Tutto nasceva dalla tesi di dottorato della ricercatrice, che consisteva nello scandagliare una sezione del cielo con il radiotelescopio australiano di Parkes, alla ricerca di nuove pulsar. Oggi il principale campo di interesse di Marta Burgay riguarda le osservazioni multifrequenza di stelle di neutroni, in particolare radio pulsar e binarie relativistiche. Fa parte del gruppo internazionale PulSE (Pulsar Science in Europe), insignito dall'Unione Europea del Premio Descartes 2005 “Excellence in scientific collaborative research”.

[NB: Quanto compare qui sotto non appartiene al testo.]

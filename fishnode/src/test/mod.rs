// Fishnode: a distance-vector routed Layer-3 node for fishnet
//
// This program is free software; you can redistribute it and/or modify
// it under the terms of the GNU General Public License as published by
// the Free Software Foundation; either version 2 of the License, or
// (at your option) any later version.
//
// This program is distributed in the hope that it will be useful,
// but WITHOUT ANY WARRANTY; without even the implied warranty of
// MERCHANTABILITY or FITNESS FOR A PARTICULAR PURPOSE.  See the
// GNU General Public License for more details.
//
// You should have received a copy of the GNU General Public License along
// with this program; if not, write to the Free Software Foundation, Inc.,
// 51 Franklin Street, Fifth Floor, Boston, MA 02110-1301 USA.

#[cfg(test)]
mod test_dv;
// Fishnode: a distance-vector routed Layer-3 node for fishnet
//
// This program is free software; you can redistribute it and/or modify
// it under the terms of the GNU General Public License as published by
// the Free Software Foundation; either version 2 of the License, or
// (at your option) any later version.
//
// This program is distributed in the hope that it will be useful,
// but WITHOUT ANY WARRANTY; without even the implied warranty of
// MERCHANTABILITY or FITNESS FOR A PARTICULAR PURPOSE.  See the
// GNU General Public License for more details.
//
// You should have received a copy of the GNU General Public License along
// with this program; if not, write to the Free Software Foundation, Inc.,
// 51 Franklin Street, Fifth Floor, Boston, MA 02110-1301 USA.

//! Actions a node hands back to its environment, and the timer taxonomy.
//!
//! The node never calls into its environment directly. Every entry point
//! takes an [`Outbox`] and pushes the side effects it wants performed;
//! whatever owns the node (the simulated fishnet, a test, an embedding)
//! drains the queue. Within one entry point the node's state transitions
//! are atomic: nothing is delivered or rescheduled until the call returns.

use crate::types::FishAddr;
use std::collections::VecDeque;

/// The five periodic tasks of a node.
#[derive(Debug, Clone, Copy, PartialEq, Eq)]
pub enum TimerKind {
    /// Broadcast a neighbor probe.
    NeighborProbe,
    /// Broadcast a blank DV advertisement (keepalive).
    DvBlank,
    /// Unicast a full DV advertisement to every neighbor.
    DvFull,
    /// Decrement the neighbor table ttls.
    NeighborAge,
    /// Decrement the DV table ttls.
    DvAge,
}

impl TimerKind {
    /// All timers, in the order they are armed at start-up.
    pub const ALL: [TimerKind; 5] = [
        TimerKind::NeighborProbe,
        TimerKind::DvBlank,
        TimerKind::DvFull,
        TimerKind::NeighborAge,
        TimerKind::DvAge,
    ];

    /// Interval between two firings, in milliseconds.
    pub fn period_ms(self) -> u64 {
        match self {
            TimerKind::NeighborProbe | TimerKind::DvBlank | TimerKind::DvFull => 30_000,
            TimerKind::NeighborAge | TimerKind::DvAge => 1_000,
        }
    }
}

/// One side effect requested by the node.
#[derive(Debug, Clone, PartialEq)]
pub enum Action {
    /// Hand a finished frame to the Layer-2 transport. Ownership of the
    /// buffer passes with the action.
    L2Send {
        /// The complete frame, Layer-3 header included.
        frame: Vec<u8>,
        /// One-hop target; the broadcast address reaches every neighbor.
        next_hop: FishAddr,
    },
    /// Deliver a decapsulated payload to Layer 4.
    L4Deliver {
        /// Payload with the Layer-3 header stripped.
        payload: Vec<u8>,
        /// Protocol number from the header.
        proto: u8,
        /// Originating node.
        src: FishAddr,
    },
    /// Arm a one-shot timer; timer tasks re-arm themselves at their tail.
    Schedule {
        /// Delay until the timer fires, in milliseconds.
        delay_ms: u64,
        /// Which task to run.
        kind: TimerKind,
    },
}

/// Queue of actions produced by one node entry point.
pub type Outbox = VecDeque<Action>;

La scoperta di una pulsar doppia, ovvero due pulsar tanto vicine da orbitare una attorno all'altra, ha consentito la verifica della correttezza della teoria della Relatività generale di Einstein. Che emozione si prova a esserne stata la principale artefice?
«La scoperta del sistema è frutto del mio lavoro di dottorato e l'emozione che ho provato nello scorgere quel segnale inequivocabile in mezzo a tonnellate di interferenze, è stata unica, un insieme di euforia e sollievo. Il lavoro che ha poi portato a comprendere appieno tutte le potenzialità della scoperta è stato un lavoro di squadra condotto negli anni con un team di collaboratori provenienti da ogni parte del globo, dall'Australia alla Germania, dall'Inghilterra agli Stati Uniti. Il pensiero che tutto questo fervore scientifico è figlio della mia scoperta è forse ancora più emozionante del momento della scoperta in sé».

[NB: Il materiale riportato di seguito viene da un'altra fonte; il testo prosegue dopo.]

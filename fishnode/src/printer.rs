// Fishnode: a distance-vector routed Layer-3 node for fishnet
//
// This program is free software; you can redistribute it and/or modify
// it under the terms of the GNU General Public License as published by
// the Free Software Foundation; either version 2 of the License, or
// (at your option) any later version.
//
// This program is distributed in the hope that it will be useful,
// but WITHOUT ANY WARRANTY; without even the implied warranty of
// MERCHANTABILITY or FITNESS FOR A PARTICULAR PURPOSE.  See the
// GNU General Public License for more details.
//
// You should have received a copy of the GNU General Public License along
// with this program; if not, write to the Free Software Foundation, Inc.,
// 51 Franklin Street, Fifth Floor, Boston, MA 02110-1301 USA.

//! Helper (printer) functions formatting a node's tables for diagnostics.
//! Each function returns one header line followed by one line per valid
//! entry.

use crate::node::Fishnode;

/// Render the forwarding table. The first column is the route type tag
/// (C = connected, L = loopback, B = broadcast, N = neighbor, D =
/// distance-vector, Z = link-state), with `>` marking the best route.
pub fn forwarding_table(node: &Fishnode) -> String {
    let mut s = String::from(" T  Destination           Next Hop          Metric\n");
    for (_, entry) in node.forwarding().iter() {
        s.push_str(&format!(
            " {}{} {:<21} {:<17} {:>6}\n",
            entry.route_type.symbol(),
            if entry.best { '>' } else { ' ' },
            format!("{}/{}", entry.dest, entry.prefix_len),
            entry.next_hop.to_string(),
            entry.metric,
        ));
    }
    s
}

/// Render the distance-vector routing state. The first column is the
/// entry state (A = active, B = backup, W = withdrawn), with `>` marking
/// entries that are in the forwarding table.
pub fn dv_table(node: &Fishnode) -> String {
    let mut s = String::from(" S  Destination        Next Hop           Dist  TTL\n");
    for entry in node.dv().iter() {
        s.push_str(&format!(
            " {}{} {:<18} {:<18} {:>4} {:>4}\n",
            entry.state.symbol(),
            if entry.fw_key.is_some() { '>' } else { ' ' },
            entry.dest.to_string(),
            entry.next_hop.to_string(),
            entry.metric,
            entry.ttl,
        ));
    }
    s
}

/// Render the neighbor table.
pub fn neighbor_table(node: &Fishnode) -> String {
    let mut s = String::from(" Neighbor            TTL\n");
    for entry in node.neighbors().iter() {
        s.push_str(&format!(" {:<18} {:>4}\n", entry.addr.to_string(), entry.ttl));
    }
    s
}

#[cfg(test)]
mod test {
    use super::*;
    use crate::event::Outbox;
    use crate::types::FishAddr;
    use crate::wire::{L3Header, NeighborMessage, L3_HEADER_LENGTH, NEIGH_LENGTH};

    #[test]
    fn test_tables_render_one_line_per_entry() {
        let a = FishAddr(0x0a00_0001);
        let b = FishAddr(0x0a00_0002);
        let mut node = Fishnode::new(a);
        let mut frame = vec![0u8; L3_HEADER_LENGTH + NEIGH_LENGTH];
        L3Header { ttl: 1, proto: crate::types::PROTO_NEIGH, id: 1, src: b, dest: a }
            .write(&mut frame);
        frame[L3_HEADER_LENGTH..].copy_from_slice(&NeighborMessage::Response.encode());
        node.l3_receive(&frame, &mut Outbox::new()).unwrap();

        let fwd = forwarding_table(&node);
        assert_eq!(fwd.lines().count(), 2);
        assert!(fwd.contains("N> 10.0.0.2/32"));
        let dv = dv_table(&node);
        assert_eq!(dv.lines().count(), 2);
        assert!(dv.contains("A> 10.0.0.2"));
        let neigh = neighbor_table(&node);
        assert_eq!(neigh.lines().count(), 2);
        assert!(neigh.contains("10.0.0.2"));
        assert!(neigh.contains("120"));
    }
}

C'è chi sostiene che da questa scoperta prima o poi arriverà un Nobel...«Eh, sarebbe un colpaccio! Al momento i nostri studi ci dicono che la teoria della Relatività generale è corretta almeno al 99,95%. Forse il Nobel potrebbe arrivare se trovassimo che in quel restante 0,05% c'è qualcosa di imprevisto. I progressi maggiori nella scienza si fanno falsificando le teorie, non verificandole, perché questo ci costringe ad andare oltre, a cercare risposte nuove».
Di tanti riconoscimenti quale le sta più a cuore?«La cosa di cui continuo ad andare più fiera resta l'essere stata la voce 1 orizzontale delle parole crociate dell'Unione Sarda...».

Andrea Mameli

Articolo pubblicato nella pagina della cultura del quotidiano L'Unione Sarda, il 17 giugno 2011.